◆ Task goal ◆
Search the listing below for the word "current" and return each line that contains it.

◆ Source data ◆
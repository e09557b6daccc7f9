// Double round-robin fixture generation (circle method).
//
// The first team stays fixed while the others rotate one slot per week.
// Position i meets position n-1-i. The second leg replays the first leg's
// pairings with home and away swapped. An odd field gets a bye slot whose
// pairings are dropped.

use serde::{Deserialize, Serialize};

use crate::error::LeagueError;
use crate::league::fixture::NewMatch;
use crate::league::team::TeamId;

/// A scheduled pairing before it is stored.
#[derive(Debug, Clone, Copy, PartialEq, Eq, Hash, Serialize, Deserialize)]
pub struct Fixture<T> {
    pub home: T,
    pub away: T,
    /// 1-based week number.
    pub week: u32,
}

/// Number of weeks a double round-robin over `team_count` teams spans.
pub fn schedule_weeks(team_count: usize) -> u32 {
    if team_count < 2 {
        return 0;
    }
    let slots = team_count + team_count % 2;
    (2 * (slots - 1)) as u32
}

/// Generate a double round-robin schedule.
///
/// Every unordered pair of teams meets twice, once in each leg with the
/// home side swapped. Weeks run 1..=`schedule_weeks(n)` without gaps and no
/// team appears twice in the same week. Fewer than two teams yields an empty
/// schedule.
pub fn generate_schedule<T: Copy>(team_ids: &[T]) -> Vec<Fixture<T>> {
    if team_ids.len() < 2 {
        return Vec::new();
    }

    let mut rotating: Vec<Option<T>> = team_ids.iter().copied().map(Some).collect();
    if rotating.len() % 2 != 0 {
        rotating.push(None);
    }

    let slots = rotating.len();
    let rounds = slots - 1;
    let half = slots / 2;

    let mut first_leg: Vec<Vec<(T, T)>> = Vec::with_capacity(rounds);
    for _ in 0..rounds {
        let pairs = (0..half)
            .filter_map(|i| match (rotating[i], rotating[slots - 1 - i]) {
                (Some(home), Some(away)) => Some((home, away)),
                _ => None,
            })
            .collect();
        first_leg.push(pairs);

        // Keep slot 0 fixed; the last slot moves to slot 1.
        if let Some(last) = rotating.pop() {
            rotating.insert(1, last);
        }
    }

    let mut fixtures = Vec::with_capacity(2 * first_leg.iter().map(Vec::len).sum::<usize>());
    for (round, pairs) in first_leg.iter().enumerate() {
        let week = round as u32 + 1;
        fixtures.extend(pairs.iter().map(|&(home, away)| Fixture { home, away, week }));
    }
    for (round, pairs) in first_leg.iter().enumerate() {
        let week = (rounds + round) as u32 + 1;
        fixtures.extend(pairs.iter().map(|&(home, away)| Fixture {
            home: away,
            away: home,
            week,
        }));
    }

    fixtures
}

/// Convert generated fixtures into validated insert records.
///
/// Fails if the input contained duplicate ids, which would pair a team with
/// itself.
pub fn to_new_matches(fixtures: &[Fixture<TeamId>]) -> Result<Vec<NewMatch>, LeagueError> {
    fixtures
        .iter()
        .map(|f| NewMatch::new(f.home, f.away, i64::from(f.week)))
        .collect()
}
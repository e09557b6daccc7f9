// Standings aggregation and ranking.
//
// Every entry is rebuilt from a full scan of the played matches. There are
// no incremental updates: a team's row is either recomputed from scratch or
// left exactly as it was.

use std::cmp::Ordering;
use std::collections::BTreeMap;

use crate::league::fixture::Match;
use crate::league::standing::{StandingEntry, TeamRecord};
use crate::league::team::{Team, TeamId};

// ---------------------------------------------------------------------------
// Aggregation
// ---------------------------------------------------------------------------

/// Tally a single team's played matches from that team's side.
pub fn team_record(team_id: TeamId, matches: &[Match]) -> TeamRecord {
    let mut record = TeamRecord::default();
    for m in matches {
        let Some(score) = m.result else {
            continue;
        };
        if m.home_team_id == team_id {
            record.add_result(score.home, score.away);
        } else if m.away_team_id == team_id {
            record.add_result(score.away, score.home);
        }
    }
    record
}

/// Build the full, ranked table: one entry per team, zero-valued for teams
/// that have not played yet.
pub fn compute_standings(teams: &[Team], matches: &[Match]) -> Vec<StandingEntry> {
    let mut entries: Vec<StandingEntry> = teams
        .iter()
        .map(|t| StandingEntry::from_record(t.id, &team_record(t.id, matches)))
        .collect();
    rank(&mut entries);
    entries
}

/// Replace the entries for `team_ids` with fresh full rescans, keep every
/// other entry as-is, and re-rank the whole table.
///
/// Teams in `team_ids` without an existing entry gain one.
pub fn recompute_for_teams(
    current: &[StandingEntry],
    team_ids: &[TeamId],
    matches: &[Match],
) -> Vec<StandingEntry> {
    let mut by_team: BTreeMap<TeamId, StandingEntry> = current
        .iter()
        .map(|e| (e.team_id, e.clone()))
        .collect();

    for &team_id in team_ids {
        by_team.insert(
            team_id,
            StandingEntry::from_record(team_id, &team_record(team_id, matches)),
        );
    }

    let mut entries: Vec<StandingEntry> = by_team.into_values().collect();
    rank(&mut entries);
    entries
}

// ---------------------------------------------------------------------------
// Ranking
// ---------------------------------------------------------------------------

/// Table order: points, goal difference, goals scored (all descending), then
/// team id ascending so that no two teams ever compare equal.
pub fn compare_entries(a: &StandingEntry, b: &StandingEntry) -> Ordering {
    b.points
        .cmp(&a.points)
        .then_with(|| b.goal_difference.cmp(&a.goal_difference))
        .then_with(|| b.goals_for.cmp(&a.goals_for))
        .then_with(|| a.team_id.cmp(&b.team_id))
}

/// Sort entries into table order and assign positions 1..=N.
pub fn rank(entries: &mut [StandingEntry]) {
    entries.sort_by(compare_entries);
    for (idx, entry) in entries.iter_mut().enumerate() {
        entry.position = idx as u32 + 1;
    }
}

◆ Answer for the task ◆
    current: &[StandingEntry],
    let mut by_team: BTreeMap<TeamId, StandingEntry> = current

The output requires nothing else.